◆ Your assignment
Where the records below reach the line containing "let order = OrderActive", start transcribing, and end with the line containing "if !reduce_stock(&txn, line.product_id, line.quantity).await?", exactly and with nothing else added.
*** Opening of Record set ***
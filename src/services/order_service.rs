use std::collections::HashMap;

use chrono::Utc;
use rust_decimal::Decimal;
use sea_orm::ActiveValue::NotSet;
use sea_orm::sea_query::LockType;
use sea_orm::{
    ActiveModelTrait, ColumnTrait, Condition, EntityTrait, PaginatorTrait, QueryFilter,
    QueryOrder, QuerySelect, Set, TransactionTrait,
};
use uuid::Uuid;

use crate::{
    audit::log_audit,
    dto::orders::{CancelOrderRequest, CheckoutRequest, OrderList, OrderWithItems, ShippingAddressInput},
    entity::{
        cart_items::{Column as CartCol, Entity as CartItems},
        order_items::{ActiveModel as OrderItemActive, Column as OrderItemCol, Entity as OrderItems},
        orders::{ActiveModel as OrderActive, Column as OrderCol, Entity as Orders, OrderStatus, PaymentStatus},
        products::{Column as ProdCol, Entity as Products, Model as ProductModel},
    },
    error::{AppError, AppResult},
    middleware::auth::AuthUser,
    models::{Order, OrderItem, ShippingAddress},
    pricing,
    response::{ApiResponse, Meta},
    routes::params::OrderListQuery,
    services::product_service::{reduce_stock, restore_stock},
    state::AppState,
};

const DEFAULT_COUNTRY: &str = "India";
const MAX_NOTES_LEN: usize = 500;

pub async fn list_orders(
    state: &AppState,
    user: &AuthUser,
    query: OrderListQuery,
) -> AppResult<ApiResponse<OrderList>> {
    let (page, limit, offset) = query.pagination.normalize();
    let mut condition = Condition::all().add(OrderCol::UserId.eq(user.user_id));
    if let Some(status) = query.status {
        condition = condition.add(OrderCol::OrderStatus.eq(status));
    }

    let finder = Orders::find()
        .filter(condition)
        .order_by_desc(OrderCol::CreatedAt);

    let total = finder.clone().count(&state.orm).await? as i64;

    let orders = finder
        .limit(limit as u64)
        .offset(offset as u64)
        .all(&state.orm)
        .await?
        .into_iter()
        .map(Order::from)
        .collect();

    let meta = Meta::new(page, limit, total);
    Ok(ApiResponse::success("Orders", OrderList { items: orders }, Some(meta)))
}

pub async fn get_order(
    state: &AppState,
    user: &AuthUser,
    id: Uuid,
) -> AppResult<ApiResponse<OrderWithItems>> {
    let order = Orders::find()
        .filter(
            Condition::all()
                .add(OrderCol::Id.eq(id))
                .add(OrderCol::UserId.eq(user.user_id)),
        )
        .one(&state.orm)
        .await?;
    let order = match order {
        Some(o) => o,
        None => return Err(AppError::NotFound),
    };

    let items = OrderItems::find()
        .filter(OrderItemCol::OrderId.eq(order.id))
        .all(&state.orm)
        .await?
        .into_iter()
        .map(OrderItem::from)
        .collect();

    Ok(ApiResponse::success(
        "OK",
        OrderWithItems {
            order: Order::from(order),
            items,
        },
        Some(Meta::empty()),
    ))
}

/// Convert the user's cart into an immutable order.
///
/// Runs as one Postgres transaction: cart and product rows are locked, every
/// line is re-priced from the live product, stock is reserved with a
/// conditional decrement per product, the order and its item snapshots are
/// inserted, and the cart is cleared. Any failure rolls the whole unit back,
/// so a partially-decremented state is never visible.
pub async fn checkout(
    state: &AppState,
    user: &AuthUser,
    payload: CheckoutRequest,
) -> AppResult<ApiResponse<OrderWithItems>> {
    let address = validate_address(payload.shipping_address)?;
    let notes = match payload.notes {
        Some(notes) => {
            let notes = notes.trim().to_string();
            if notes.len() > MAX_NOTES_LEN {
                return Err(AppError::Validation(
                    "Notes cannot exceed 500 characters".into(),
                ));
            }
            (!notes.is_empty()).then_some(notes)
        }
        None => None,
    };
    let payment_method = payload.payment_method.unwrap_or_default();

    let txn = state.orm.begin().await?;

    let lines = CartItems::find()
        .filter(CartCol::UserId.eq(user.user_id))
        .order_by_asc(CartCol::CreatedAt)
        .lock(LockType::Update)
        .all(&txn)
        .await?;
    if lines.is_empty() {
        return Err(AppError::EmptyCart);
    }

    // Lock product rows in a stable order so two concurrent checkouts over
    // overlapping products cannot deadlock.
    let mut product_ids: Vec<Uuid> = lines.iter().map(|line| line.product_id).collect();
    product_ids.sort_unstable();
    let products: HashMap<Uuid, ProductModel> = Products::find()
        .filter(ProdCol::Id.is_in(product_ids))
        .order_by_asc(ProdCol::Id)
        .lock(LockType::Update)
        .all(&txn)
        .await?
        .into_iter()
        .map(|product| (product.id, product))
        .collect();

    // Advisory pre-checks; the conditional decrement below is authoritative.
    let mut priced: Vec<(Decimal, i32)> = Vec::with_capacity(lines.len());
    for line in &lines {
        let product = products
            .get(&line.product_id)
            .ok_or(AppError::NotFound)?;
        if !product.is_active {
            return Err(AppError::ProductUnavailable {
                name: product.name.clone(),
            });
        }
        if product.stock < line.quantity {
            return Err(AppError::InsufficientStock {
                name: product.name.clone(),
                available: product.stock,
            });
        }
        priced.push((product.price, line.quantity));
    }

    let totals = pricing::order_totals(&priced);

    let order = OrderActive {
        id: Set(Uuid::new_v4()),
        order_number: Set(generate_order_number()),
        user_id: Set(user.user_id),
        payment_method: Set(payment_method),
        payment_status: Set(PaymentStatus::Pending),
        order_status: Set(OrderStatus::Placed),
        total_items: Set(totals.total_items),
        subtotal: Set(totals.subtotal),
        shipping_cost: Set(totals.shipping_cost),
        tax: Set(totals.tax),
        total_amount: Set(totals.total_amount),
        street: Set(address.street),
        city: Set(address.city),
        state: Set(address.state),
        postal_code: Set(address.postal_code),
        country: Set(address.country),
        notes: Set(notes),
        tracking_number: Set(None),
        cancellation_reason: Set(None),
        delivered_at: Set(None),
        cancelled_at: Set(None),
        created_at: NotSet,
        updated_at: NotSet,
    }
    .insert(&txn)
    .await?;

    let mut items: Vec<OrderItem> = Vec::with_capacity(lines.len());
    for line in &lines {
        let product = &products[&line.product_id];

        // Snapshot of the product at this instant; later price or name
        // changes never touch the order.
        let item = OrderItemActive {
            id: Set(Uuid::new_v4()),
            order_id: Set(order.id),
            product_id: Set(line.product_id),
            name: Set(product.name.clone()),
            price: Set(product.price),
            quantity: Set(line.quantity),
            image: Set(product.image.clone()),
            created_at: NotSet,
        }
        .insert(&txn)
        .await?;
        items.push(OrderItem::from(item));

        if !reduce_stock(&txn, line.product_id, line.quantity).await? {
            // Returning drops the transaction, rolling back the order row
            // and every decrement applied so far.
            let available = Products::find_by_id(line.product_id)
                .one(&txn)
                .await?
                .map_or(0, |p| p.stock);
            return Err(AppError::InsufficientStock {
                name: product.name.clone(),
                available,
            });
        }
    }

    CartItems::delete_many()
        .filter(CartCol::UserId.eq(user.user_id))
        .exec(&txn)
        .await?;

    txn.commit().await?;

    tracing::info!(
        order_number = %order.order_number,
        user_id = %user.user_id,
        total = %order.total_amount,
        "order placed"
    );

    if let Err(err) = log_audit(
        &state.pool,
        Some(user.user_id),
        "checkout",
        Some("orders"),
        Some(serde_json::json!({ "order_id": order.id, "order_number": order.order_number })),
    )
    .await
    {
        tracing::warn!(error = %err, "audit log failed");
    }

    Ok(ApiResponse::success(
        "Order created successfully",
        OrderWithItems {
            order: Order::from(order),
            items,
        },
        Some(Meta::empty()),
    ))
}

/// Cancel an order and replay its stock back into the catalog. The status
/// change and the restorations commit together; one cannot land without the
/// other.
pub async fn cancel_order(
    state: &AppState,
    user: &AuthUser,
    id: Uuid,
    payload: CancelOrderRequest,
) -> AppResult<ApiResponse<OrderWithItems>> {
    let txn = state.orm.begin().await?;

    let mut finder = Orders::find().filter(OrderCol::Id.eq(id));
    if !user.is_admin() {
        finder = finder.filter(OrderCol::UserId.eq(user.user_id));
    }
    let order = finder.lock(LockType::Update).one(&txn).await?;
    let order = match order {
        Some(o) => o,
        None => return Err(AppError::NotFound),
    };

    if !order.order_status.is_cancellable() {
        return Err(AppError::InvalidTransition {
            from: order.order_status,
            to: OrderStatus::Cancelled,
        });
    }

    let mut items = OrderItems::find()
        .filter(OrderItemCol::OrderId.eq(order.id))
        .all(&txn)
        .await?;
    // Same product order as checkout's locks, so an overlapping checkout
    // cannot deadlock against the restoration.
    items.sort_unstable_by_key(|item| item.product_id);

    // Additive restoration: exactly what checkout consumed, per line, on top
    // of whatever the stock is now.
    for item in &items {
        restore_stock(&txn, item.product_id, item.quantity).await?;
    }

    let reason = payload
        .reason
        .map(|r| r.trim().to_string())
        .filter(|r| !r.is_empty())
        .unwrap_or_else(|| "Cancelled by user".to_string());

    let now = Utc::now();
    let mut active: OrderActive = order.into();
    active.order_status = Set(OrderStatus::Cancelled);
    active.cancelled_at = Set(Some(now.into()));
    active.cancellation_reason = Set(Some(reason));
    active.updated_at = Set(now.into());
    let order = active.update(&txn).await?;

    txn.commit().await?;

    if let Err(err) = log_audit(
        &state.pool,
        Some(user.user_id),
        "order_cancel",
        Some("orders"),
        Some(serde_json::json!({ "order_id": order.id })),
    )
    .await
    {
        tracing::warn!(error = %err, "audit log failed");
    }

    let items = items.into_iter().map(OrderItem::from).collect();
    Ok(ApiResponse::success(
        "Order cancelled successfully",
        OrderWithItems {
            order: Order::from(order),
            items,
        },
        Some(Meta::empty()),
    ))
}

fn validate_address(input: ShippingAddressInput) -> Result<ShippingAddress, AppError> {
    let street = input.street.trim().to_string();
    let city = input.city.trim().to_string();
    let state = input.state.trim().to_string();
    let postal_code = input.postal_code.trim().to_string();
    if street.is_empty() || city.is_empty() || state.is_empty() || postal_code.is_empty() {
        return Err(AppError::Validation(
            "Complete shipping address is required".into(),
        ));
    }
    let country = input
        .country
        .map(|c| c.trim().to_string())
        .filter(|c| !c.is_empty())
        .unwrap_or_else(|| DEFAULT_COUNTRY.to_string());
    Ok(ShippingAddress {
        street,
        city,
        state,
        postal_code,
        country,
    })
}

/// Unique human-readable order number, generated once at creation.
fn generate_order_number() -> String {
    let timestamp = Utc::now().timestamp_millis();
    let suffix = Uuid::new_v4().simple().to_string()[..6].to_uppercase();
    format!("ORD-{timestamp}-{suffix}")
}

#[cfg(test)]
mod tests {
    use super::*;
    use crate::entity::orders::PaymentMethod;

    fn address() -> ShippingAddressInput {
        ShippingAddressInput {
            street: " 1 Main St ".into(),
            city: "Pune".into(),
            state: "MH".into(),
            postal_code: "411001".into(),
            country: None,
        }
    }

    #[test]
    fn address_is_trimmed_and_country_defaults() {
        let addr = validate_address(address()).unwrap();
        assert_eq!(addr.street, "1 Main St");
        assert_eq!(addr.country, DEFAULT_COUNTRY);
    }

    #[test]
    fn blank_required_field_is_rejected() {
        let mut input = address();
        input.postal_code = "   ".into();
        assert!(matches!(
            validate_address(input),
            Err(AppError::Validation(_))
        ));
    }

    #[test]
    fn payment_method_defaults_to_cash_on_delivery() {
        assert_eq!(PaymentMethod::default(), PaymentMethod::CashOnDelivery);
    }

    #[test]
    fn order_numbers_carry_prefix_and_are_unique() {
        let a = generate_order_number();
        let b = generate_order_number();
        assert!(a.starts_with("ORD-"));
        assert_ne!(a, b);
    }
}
*** Close of Record set ***
*** Opening of Record set ***
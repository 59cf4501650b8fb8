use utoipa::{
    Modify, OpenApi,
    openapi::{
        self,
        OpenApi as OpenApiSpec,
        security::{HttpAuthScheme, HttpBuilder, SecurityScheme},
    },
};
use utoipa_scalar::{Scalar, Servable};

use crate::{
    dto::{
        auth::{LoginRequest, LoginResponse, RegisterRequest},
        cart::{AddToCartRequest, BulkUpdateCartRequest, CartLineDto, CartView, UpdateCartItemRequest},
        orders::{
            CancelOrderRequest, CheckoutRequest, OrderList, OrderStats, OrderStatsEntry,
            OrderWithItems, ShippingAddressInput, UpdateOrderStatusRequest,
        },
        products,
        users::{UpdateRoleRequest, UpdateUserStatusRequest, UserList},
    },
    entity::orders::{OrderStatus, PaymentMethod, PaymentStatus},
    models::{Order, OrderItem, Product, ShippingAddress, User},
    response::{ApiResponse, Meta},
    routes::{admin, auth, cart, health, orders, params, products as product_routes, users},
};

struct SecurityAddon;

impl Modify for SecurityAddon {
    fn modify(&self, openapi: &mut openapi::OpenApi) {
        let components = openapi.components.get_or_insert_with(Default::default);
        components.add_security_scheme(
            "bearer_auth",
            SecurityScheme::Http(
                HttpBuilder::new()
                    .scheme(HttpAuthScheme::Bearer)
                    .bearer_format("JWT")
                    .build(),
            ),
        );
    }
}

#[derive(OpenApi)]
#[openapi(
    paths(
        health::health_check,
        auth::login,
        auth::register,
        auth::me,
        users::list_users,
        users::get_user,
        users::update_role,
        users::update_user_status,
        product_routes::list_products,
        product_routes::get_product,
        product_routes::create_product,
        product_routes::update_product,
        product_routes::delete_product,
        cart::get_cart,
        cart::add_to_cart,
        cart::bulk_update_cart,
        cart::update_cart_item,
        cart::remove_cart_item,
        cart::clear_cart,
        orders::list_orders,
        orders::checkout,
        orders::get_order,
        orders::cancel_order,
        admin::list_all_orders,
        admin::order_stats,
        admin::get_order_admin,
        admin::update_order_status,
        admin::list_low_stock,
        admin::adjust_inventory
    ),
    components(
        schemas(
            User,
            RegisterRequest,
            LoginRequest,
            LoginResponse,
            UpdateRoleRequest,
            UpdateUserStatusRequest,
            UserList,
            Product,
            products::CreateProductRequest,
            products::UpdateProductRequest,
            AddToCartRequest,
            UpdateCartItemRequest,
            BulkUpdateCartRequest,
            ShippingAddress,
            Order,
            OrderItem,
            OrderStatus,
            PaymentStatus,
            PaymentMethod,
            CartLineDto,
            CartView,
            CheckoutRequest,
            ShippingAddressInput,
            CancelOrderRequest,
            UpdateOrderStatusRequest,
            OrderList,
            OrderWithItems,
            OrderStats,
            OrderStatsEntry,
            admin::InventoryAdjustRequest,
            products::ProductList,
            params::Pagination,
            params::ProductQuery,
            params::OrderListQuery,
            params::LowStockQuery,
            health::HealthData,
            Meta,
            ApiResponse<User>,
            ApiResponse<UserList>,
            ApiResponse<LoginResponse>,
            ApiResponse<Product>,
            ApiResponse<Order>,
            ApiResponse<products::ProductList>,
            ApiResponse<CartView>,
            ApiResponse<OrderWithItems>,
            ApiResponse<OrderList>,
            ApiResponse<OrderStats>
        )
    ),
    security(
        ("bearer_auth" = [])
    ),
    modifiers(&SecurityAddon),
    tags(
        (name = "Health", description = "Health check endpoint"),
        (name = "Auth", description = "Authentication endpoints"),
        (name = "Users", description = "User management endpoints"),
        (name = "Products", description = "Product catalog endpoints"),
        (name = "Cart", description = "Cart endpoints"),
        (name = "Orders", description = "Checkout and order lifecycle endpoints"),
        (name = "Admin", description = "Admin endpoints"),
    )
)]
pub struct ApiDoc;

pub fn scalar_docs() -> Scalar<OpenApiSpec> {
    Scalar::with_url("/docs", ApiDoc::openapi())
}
*** Close of Record set ***
◆ Result of the task
    let order = OrderActive {
        id: Set(Uuid::new_v4()),
        order_number: Set(generate_order_number()),
        user_id: Set(user.user_id),
        payment_method: Set(payment_method),
        payment_status: Set(PaymentStatus::Pending),
        order_status: Set(OrderStatus::Placed),
        total_items: Set(totals.total_items),
        subtotal: Set(totals.subtotal),
        shipping_cost: Set(totals.shipping_cost),
        tax: Set(totals.tax),
        total_amount: Set(totals.total_amount),
        street: Set(address.street),
        city: Set(address.city),
        state: Set(address.state),
        postal_code: Set(address.postal_code),
        country: Set(address.country),
        notes: Set(notes),
        tracking_number: Set(None),
        cancellation_reason: Set(None),
        delivered_at: Set(None),
        cancelled_at: Set(None),
        created_at: NotSet,
        updated_at: NotSet,
    }
    .insert(&txn)
    .await?;

    let mut items: Vec<OrderItem> = Vec::with_capacity(lines.len());
    for line in &lines {
        let product = &products[&line.product_id];

        // Snapshot of the product at this instant; later price or name
        // changes never touch the order.
        let item = OrderItemActive {
            id: Set(Uuid::new_v4()),
            order_id: Set(order.id),
            product_id: Set(line.product_id),
            name: Set(product.name.clone()),
            price: Set(product.price),
            quantity: Set(line.quantity),
            image: Set(product.image.clone()),
            created_at: NotSet,
        }
        .insert(&txn)
        .await?;
        items.push(OrderItem::from(item));

        if !reduce_stock(&txn, line.product_id, line.quantity).await? {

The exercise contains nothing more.